Sympathy vs Empathy – what is better?

We’ve all been there—when life throws its weight at you, and it feels like you’re barely staying afloat. In those moments, people often respond in one of two ways: with sympathy or with empathy. At first glance, they might seem similar, but the difference is worlds apart. Understanding this difference is key to reclaiming control over your life.

Sympathy: The Unintentional Trap

Sympathy comes from a kind place, but it can unintentionally do more harm than good. When someone sympathises, they acknowledge your pain but from a distance—like an outsider saying, “Poor you. Life really is tough.” It’s the emotional equivalent of patting someone on the back and leaving them in the same muddy puddle they’re stuck in.

The problem? Sympathy reinforces the belief that life is cruel and unfair, and you’re a powerless victim of it. It unintentionally tells you, “Yes, this situation is bigger than you. There’s nothing you can do.” And with that, any sense of control or agency you had slips further away.

Empathy: A Mirror to Your Strength

Empathy, on the other hand, is different. It’s about truly understanding what you’re going through—but instead of letting you sink deeper, it gently reminds you of your strength. An empathetic response says, “I see how hard this is for you, but I also see how strong and capable you are to handle it.”

Empathy isn’t about wallowing in the struggle; it’s about holding space for it while nudging you towards a new perspective. It reminds you that you’re not a victim of life but an active participant in it.
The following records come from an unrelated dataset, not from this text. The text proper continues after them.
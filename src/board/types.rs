//! Small opaque identifiers shared across the board modules.

/// A card's face value. Compared by exact string equality.
pub type Symbol = String;

/// Identity of a player issuing flip/look/watch/map calls against a board.
///
/// The board never authenticates players; any string the transport hands us
/// is accepted and lazily given turn-tracking state.
pub type PlayerId = String;

/// A (row, col) grid coordinate, always used row-major and positionally
/// rather than as a named struct.
pub type Position = (usize, usize);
You may not always control what happens to you, but you do control how you respond.

Shifting Your Perspective

Let’s look at those moments of ‘bad luck’, persistent illnesses, or inconvenient challenges. It’s easy to see them as evidence that life is unfair. But what if you viewed them as symptoms instead? Symptoms of a life calling for change. Each challenge, however uncomfortable, is a fresh opportunity to make a choice—a choice that takes the power away from the struggle and puts it back in your hands.
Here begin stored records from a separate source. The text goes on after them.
impl Board {
    pub fn new(layout: BoardLayout) -> Self {
        let cells = layout.symbols.into_iter().map(Cell::new).collect();
        Board {
            rows: layout.rows,
            cols: layout.cols,
            cells,
            turns: HashMap::new(),
            waiters: HashMap::new(),
            listeners: Vec::new(),
        }
    }

    fn cell_index(&self, pos: Position) -> Option<usize> {
        if pos.0 < self.rows && pos.1 < self.cols {
            Some(pos.0 * self.cols + pos.1)
        } else {
            None
        }
    }

    fn get_turn(&self, player: &PlayerId) -> PlayerTurn {
        self.turns.get(player).cloned().unwrap_or_default()
    }

    fn set_turn(&mut self, player: &PlayerId, turn: PlayerTurn) {
        self.turns.insert(player.clone(), turn);
    }

    // ---- look -----------------------------------------------------------

    pub fn look(&self, player: &PlayerId) -> String {
        let mut lines = Vec::with_capacity(self.cells.len() + 1);
        lines.push(format!("{}x{}", self.rows, self.cols));
        for cell in &self.cells {
            let line = match (&cell.value, cell.face_up, &cell.controller) {
                (None, _, _) => "none".to_string(),
                (Some(_), false, _) => "down".to_string(),
                (Some(symbol), true, Some(controller)) if controller == player => {
                    format!("my {symbol}")
                }
                (Some(symbol), true, _) => format!("up {symbol}"),
            };
            lines.push(line);
        }
        lines.join("\n")
    }

    // ---- watch ------------------------------------------------------------

    pub fn register_listener(&mut self, player: PlayerId, reply: oneshot::Sender<String>) {
        self.listeners.push((player, reply));
    }

    fn fire_listeners(&mut self) {
        if self.listeners.is_empty() {
            return;
        }
        let pending = std::mem::take(&mut self.listeners);
        debug!(target: LOG_TARGET, count = pending.len(), "firing change listeners");
        for (player, reply) in pending {
            let snapshot = self.look(&player);
            let _ = reply.send(snapshot);
        }
    }

    /// Runs `fire_listeners` only when `mutated` is true: a mutation is any
    /// successful or failed flip that altered cell state, or a `map`
    /// write-back.
    pub fn notify_if_mutated(&mut self, mutated: bool) {
        if mutated {
            self.fire_listeners();
        }
    }

    // ---- flip ---------------------------------------------------------

    /// Runs the full per-call pipeline: complete the caller's previous turn
    /// (Rule 3), then perform a first- or second-card flip. Returns whether
    /// any cell, controller, or turn state visibly changed, which callers
    /// use to decide whether to fire change listeners.
    pub fn flip(
        &mut self,
        player: PlayerId,
        pos: Position,
        reply: oneshot::Sender<FlipOutcome>,
    ) -> bool {
        let pre_mutated = self.complete_previous_turn(&player);
        let turn = self.get_turn(&player);
        let flip_mutated = if turn.first.is_none() {
            self.flip_first(player, pos, reply)
        } else {
            self.flip_second(player, pos, reply)
        };
        pre_mutated || flip_mutated
    }

    fn complete_previous_turn(&mut self, player: &PlayerId) -> bool {
        let turn = self.get_turn(player);
        let (first, second) = match (turn.first, turn.second) {
            (Some(f), Some(s)) => (f, s),
            _ => return false,
        };

        if turn.matched {
            let v1 = self.cells[self.cell_index(first).expect("recorded position is valid")]
                .value
                .clone();
            let v2 = self.cells[self.cell_index(second).expect("recorded position is valid")]
                .value
                .clone();
            if v1.is_some() && v1 == v2 {
                trace!(target: LOG_TARGET, ?first, ?second, "removing matched pair");
                self.remove_cell(first);
                self.remove_cell(second);
                self.wake_all_for_removal(first);
                self.wake_all_for_removal(second);
            } else {
                // Defensive: a matched pair should always still hold equal
                // values (map preserves equivalence classes), but if it
                // doesn't we fall back to the no-match cleanup rather than
                // remove cards that no longer actually match.
                self.release_uncontrolled_face_down(first);
                self.release_uncontrolled_face_down(second);
            }
        } else {
            self.release_uncontrolled_face_down(first);
            self.release_uncontrolled_face_down(second);
        }

        self.set_turn(player, PlayerTurn::default());
        true
    }

    fn release_uncontrolled_face_down(&mut self, pos: Position) {
        let idx = self.cell_index(pos).expect("recorded position is valid");
        let cell = &mut self.cells[idx];
        if cell.value.is_some() && cell.face_up && cell.controller.is_none() {
            cell.face_up = false;
        }
    }

    fn remove_cell(&mut self, pos: Position) {
        let idx = self.cell_index(pos).expect("recorded position is valid");
        let cell = &mut self.cells[idx];
        cell.value = None;
        cell.face_up = false;
        cell.controller = None;
    }

    fn flip_first(
        &mut self,
        player: PlayerId,
        pos: Position,
        reply: oneshot::Sender<FlipOutcome>,
    ) -> bool {
        let idx = match self.cell_index(pos) {
            Some(i) if self.cells[i].value.is_some() => i,
            _ => {
                let _ = reply.send(Err(FlipError::no_card_here(pos)));
                return false;
            }
        };

        if self.cells[idx].controller.is_none() {
            self.cells[idx].face_up = true;
            self.cells[idx].controller = Some(player.clone());
            let mut turn = self.get_turn(&player);
            turn.first = Some(pos);
            self.set_turn(&player, turn);
            let _ = reply.send(Ok(()));
            true
        } else {
            trace!(target: LOG_TARGET, ?pos, %player, "first flip contended, enqueuing waiter");
            self.waiters
                .entry(pos)
                .or_default()
                .push_back(Waiter { player, reply });
            false
        }
    }

    fn flip_second(
        &mut self,
        player: PlayerId,
        pos: Position,
        reply: oneshot::Sender<FlipOutcome>,
    ) -> bool {
        let turn = self.get_turn(&player);
        let first_pos = turn
            .first
            .expect("flip_second is only called once a first position is recorded");
        let first_idx = self
            .cell_index(first_pos)
            .expect("recorded position is valid");

        let idx = match self.cell_index(pos) {
            Some(i) if self.cells[i].value.is_some() => i,
            _ => {
                // 2-A: no card here.
                self.relinquish(first_pos);
                self.finish_second(&player, pos, false);
                let _ = reply.send(Err(FlipError::no_card_here(pos)));
                return true;
            }
        };

        if let Some(controller) = self.cells[idx].controller.clone() {
            // 2-B: controlled by someone (possibly the caller). Never
            // suspends — this is what rules out two-card deadlock.
            self.relinquish(first_pos);
            self.finish_second(&player, pos, false);
            let _ = reply.send(Err(FlipError::card_controlled(pos, controller)));
            return true;
        }

        // 2-C/D/E: target is uncontrolled, face-up or face-down.
        self.cells[idx].face_up = true;
        let matched = self.cells[first_idx].value == self.cells[idx].value;
        self.finish_second(&player, pos, matched);

        if matched {
            self.cells[first_idx].controller = Some(player.clone());
            self.cells[idx].controller = Some(player);
        } else {
            self.relinquish(first_pos);
            self.relinquish(pos);
        }
        let _ = reply.send(Ok(()));
        true
    }

    fn finish_second(&mut self, player: &PlayerId, pos: Position, matched: bool) {
        let mut turn = self.get_turn(player);
        turn.second = Some(pos);
        turn.matched = matched;
        self.set_turn(player, turn);
    }

    /// Clears a cell's controller and wakes the head waiter on it, if any.
    fn relinquish(&mut self, pos: Position) {
        let idx = self.cell_index(pos).expect("recorded position is valid");
        self.cells[idx].controller = None;
        self.wake_one(pos);
    }

    /// Resumes exactly the head waiter queued on `pos`, preserving FIFO
    /// fairness. The actor never calls this concurrently with itself, so the
    /// "controlled again" defend branch below can only be reached by a
    /// future change to the wake discipline; it re-enqueues the same waiter
    /// rather than dropping it.
    fn wake_one(&mut self, pos: Position) {
        let waiter = match self.waiters.get_mut(&pos).and_then(VecDeque::pop_front) {
            Some(w) => w,
            None => return,
        };
        let idx = self.cell_index(pos).expect("waiter keys are always valid positions");

        if self.cells[idx].value.is_none() {
            let _ = waiter.reply.send(Err(FlipError::no_card_here(pos)));
            return;
        }

        if self.cells[idx].controller.is_none() {
            trace!(target: LOG_TARGET, ?pos, player = %waiter.player, "waking waiter, granting control");
            self.cells[idx].face_up = true;
            self.cells[idx].controller = Some(waiter.player.clone());
            let mut turn = self.get_turn(&waiter.player);
            turn.first = Some(pos);
            self.set_turn(&waiter.player, turn);
            let _ = waiter.reply.send(Ok(()));
        } else {
            self.waiters.entry(pos).or_default().push_back(waiter);
        }
    }

    /// Wakes every waiter queued on `pos`; used when a cell is removed by a
    /// match, since there is no longer any card to contend for.
    fn wake_all_for_removal(&mut self, pos: Position) {
        if let Some(mut queue) = self.waiters.remove(&pos) {
            while let Some(waiter) = queue.pop_front() {
                let _ = waiter.reply.send(Err(FlipError::no_card_here(pos)));
            }
        }
    }

    // ---- map ------------------------------------------------------------

    pub fn distinct_values(&self) -> Vec<Symbol> {
        let mut seen = HashSet::new();
        let mut out = Vec::new();
        for cell in &self.cells {
            if let Some(value) = &cell.value {
                if seen.insert(value.clone()) {
                    out.push(value.clone());
                }
            }
        }
        out
    }

    /// Performs the single atomic scan-and-replace once every distinct
    /// value has a resolved transform output. Controllers and face-up flags
    /// are preserved; empty cells are skipped.
    pub fn apply_map(&mut self, mapping: &HashMap<Symbol, Symbol>) {
        for cell in &mut self.cells {
            if let Some(value) = &cell.value {
                if let Some(replacement) = mapping.get(value) {
                    cell.value = Some(replacement.clone());
                }
            }
        }
        self.fire_listeners();
    }

    // ---- invariants -------------------------------------------------------

    #[cfg(debug_assertions)]
    pub fn check_invariants(&self) {
        assert!(self.rows >= 1 && self.cols >= 1, "grid must be non-degenerate");
        assert_eq!(self.cells.len(), self.rows * self.cols, "grid size mismatch");

        let mut controlled_count: HashMap<&PlayerId, usize> = HashMap::new();
        for (idx, cell) in self.cells.iter().enumerate() {
            if cell.value.is_none() {
                assert!(
                    !cell.face_up && cell.controller.is_none(),
                    "empty cell must be face-down and uncontrolled"
                );
            }
            if let Some(controller) = &cell.controller {
                assert!(
                    cell.face_up && cell.value.is_some(),
                    "controlled cell must be face-up with a value"
                );
                *controlled_count.entry(controller).or_insert(0) += 1;

                let pos = (idx / self.cols, idx % self.cols);
                let points_here = self
                    .turns
                    .get(controller)
                    .map(|turn| turn.first == Some(pos) || turn.second == Some(pos))
                    .unwrap_or(false);
                assert!(
                    points_here,
                    "cell {pos:?} is controlled by {controller} but their turn tracker doesn't point at it"
                );
            }
        }
        for (player, count) in controlled_count {
            assert!(count <= 2, "player {player} controls more than two cells");
        }

        for turn in self.turns.values() {
            if let Some(pos) = turn.first {
                assert!(self.cell_index(pos).is_some(), "firstPos must be in bounds");
            }
            if let Some(pos) = turn.second {
                assert!(self.cell_index(pos).is_some(), "secondPos must be in bounds");
            }
        }

        for (pos, queue) in &self.waiters {
            if queue.is_empty() {
                continue;
            }
            // A waiter can only still be legitimately pending on a cell that
            // is still in play and held by someone else; anything else means
            // it should have been resolved (taken control, or woken with
            // NoCardHere on removal) already.
            let idx = self
                .cell_index(*pos)
                .expect("waiter keys are always valid positions");
            let cell = &self.cells[idx];
            assert!(
                cell.value.is_some() && cell.controller.is_some(),
                "waiter queued on {pos:?} but the cell isn't controlled, so it should already be resolved"
            );
        }
    }

    #[cfg(not(debug_assertions))]
    pub fn check_invariants(&self) {}
}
Empathy helps you see this. It doesn’t deny the difficulty, but it reframes it as something you can work through. Sympathy, by contrast, keeps you stuck, believing life is happening to you instead of for you.

Why It Matters

The difference between sympathy and empathy is the difference between feeling stuck and feeling empowered. Sympathy keeps you in the mindset that life is hard and you’re at its mercy. Empathy, however, offers a lifeline—an opportunity to see the resilience, choice, and control you already have within you.

The next time you find yourself or someone else in a tough spot, notice the difference. Choose empathy. Choose to see the power you hold to change, grow, and reclaim your autonomy. Because life isn’t happening to you—it’s offering you a chance to wake up and take the reins.